Coup d’envoi des activités sur le terrain

En ce mois d’octobre, les activités sur le terrain se sont bel et bien lancées. Ces premières étapes sont clés pour bien définir les objectifs poursuivis par le programme, expliquer ce que les participants peuvent en attendre mais aussi ce que cela impliquera comme engagement de leur part.

Cela s’est traduit par la mobilisation et sensibilisation des communautés des villages concernés par le programme, l’identification et l’enregistrement des familles souhaitant participer au programme et la mobilisation des autorités locales.

Cette question de l’implication des autorités locales, même si elle peut parfois alourdir le processus au démarrage, est un élément clé dans la stratégie d’intervention d’Iles de Paix. Elle participe à la durabilité des résultats au-delà la période visée par le programme. Et oui, les « graines d’impact » doivent se semer au plus vite pour augmenter leur chance de prendre racine !

L’implication des autorités locales s’est notamment concrétisée par leur participation au lancement officiel du programme dans nos deux zones d’intervention.
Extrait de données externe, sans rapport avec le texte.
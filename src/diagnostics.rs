//! Per-pair diagnostics
//!
//! Scoring stays pure; selected commander pairs (see
//! `ScoringConfig::debug_pairs`) are handed to a `PairObserver` together with
//! everything needed to explain their score: shared cards with their global
//! usage and the matched top tribes.

use crate::metrics::tribes::{top_tribe_matches, TribeMatch, TribeWeights};
use crate::metrics::uniqueness::{shared_card_usage, CardFrequencies, SharedCard};
use crate::scorer::PairScore;
use crate::utils::CommanderProfile;
use smallvec::SmallVec;

/// A scored pair with the inputs that produced its score
pub struct PairReport<'r, 'a> {
    pub source: &'r CommanderProfile<'a>,
    pub target: &'r CommanderProfile<'a>,
    pub categories: &'r [String],
    pub frequencies: &'r CardFrequencies,
    pub source_tribes: Option<&'r TribeWeights>,
    pub target_tribes: Option<&'r TribeWeights>,
    pub tribe_top_n: usize,
    pub tribe_position_decay: f64,
    /// Unrounded scores
    pub score: &'r PairScore,
}

impl<'r, 'a> PairReport<'r, 'a> {
    /// Shared cards of one category with their frequency and uniqueness
    pub fn shared_cards(&self, category_index: usize) -> Vec<SharedCard<'a>> {
        match (
            self.source.categories.get(category_index),
            self.target.categories.get(category_index),
        ) {
            (Some(cards1), Some(cards2)) => shared_card_usage(cards1, cards2, self.frequencies),
            _ => Vec::new(),
        }
    }

    /// Tribes present in both top-N lists
    pub fn tribe_matches(&self) -> SmallVec<[TribeMatch<'r>; 4]> {
        match (self.source_tribes, self.target_tribes) {
            (Some(t1), Some(t2)) => {
                top_tribe_matches(t1, t2, self.tribe_top_n, self.tribe_position_decay)
            }
            _ => SmallVec::new(),
        }
    }
}

/// Receives reports for the configured debug pairs
///
/// Must be `Sync`: the parallel pair loop calls it from worker threads.
pub trait PairObserver: Sync {
    fn observe(&self, report: &PairReport<'_, '_>);
}

/// Ignores every report
#[derive(Debug, Default, Clone, Copy)]
pub struct NoopObserver;

impl PairObserver for NoopObserver {
    fn observe(&self, _report: &PairReport<'_, '_>) {}
}

/// Emits each report as `debug` tracing events
#[derive(Debug, Default, Clone, Copy)]
pub struct TracingObserver;

impl PairObserver for TracingObserver {
    fn observe(&self, report: &PairReport<'_, '_>) {
        let source = report.source.name;
        let target = report.target.name;

        tracing::debug!(source, target, "Analyzing uniqueness");

        for (index, category) in report.categories.iter().enumerate() {
            let shared = report.shared_cards(index);
            if shared.is_empty() {
                continue;
            }
            for card in &shared {
                tracing::debug!(
                    source,
                    target,
                    category = category.as_str(),
                    card = card.name,
                    "used by {:.1}% of commanders, uniqueness {:.3}",
                    card.frequency * 100.0,
                    card.uniqueness
                );
            }
            let uniqueness = report
                .score
                .categories
                .get(index)
                .map_or(0.0, |c| c.uniqueness);
            tracing::debug!(
                source,
                target,
                category = category.as_str(),
                shared = shared.len(),
                "Category uniqueness score: {:.3}",
                uniqueness
            );
        }

        match (report.source_tribes, report.target_tribes) {
            (Some(t1), Some(t2)) => {
                let top1: Vec<&str> = t1.top(report.tribe_top_n).iter().map(|(t, _)| *t).collect();
                let top2: Vec<&str> = t2.top(report.tribe_top_n).iter().map(|(t, _)| *t).collect();
                tracing::debug!(source, target, ?top1, ?top2, "Top tribes");

                for m in report.tribe_matches() {
                    tracing::debug!(
                        source,
                        target,
                        tribe = m.tribe,
                        "positions {} and {}, score {:.3}",
                        m.position1 + 1,
                        m.position2 + 1,
                        m.score
                    );
                }
            }
            _ => tracing::debug!(source, target, "No tribe data for one or both commanders"),
        }

        tracing::debug!(
            source,
            target,
            "Tribes weight {:.3}, simplified {:.3}, composite {:.3}",
            report.score.tribes_weight,
            report.score.tribes_simplified_weight,
            report.score.composite_weight
        );
    }
}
Des événements haut en couleurs, organisés par nos partenaires en charge de l’exécution du programme, qui ont été l’occasion pour moi de me familiariser au protocole local.

Illustrations en images :

Mériter la confiance

Bien démarrer un programme de coopération nécessite de partir directement sur de bonnes bases en matière de gestion administrative et financière. La formation des équipes sur cet aspect est d’autant plus important quand on démarre dans un nouveau pays et donc avec de nouveaux partenaires avec qui tout est encore à construire.

La formation organisée ce mois  avec l’appui de mon collègue Julien venu de Huy était donc un moment clé. Au programme, formation des équipes administrative et financière de nos partenaires sur les questions de reporting financier, de dépenses éligibles ou non, de règles à suivre en matière d’appel d’offres, … mais aussi des temps d’échange pour expliquer l’importance pour Iles de Paix d’une gestion intègre, efficiente, rigoureuse et transparente des moyens mobilisés.

Iles de Paix a placé cette idée de « mériter la confiance » parmi ses valeurs institutionnelles.  Les activités mises en œuvre par Iles de Paix ne sont pas financées par des bénéfices comparables à ceux que générerait une entreprise commerciale qui les réinjecterait ensuite dans son activité pour s’auto-financer. Ils viennent intégralement des achats de modules, des dons, des successions, et des fonds publics octroyés par les autorités sur base des impôts des contribuables. A titre d’exemple, le programme Mpanga Super Farmers que nous démarrons actuellement est financé à 80% par des fonds du Ministère belge de la coopération et à 20% par des ressources propres directement collectées par Iles de Paix auprès du grand public.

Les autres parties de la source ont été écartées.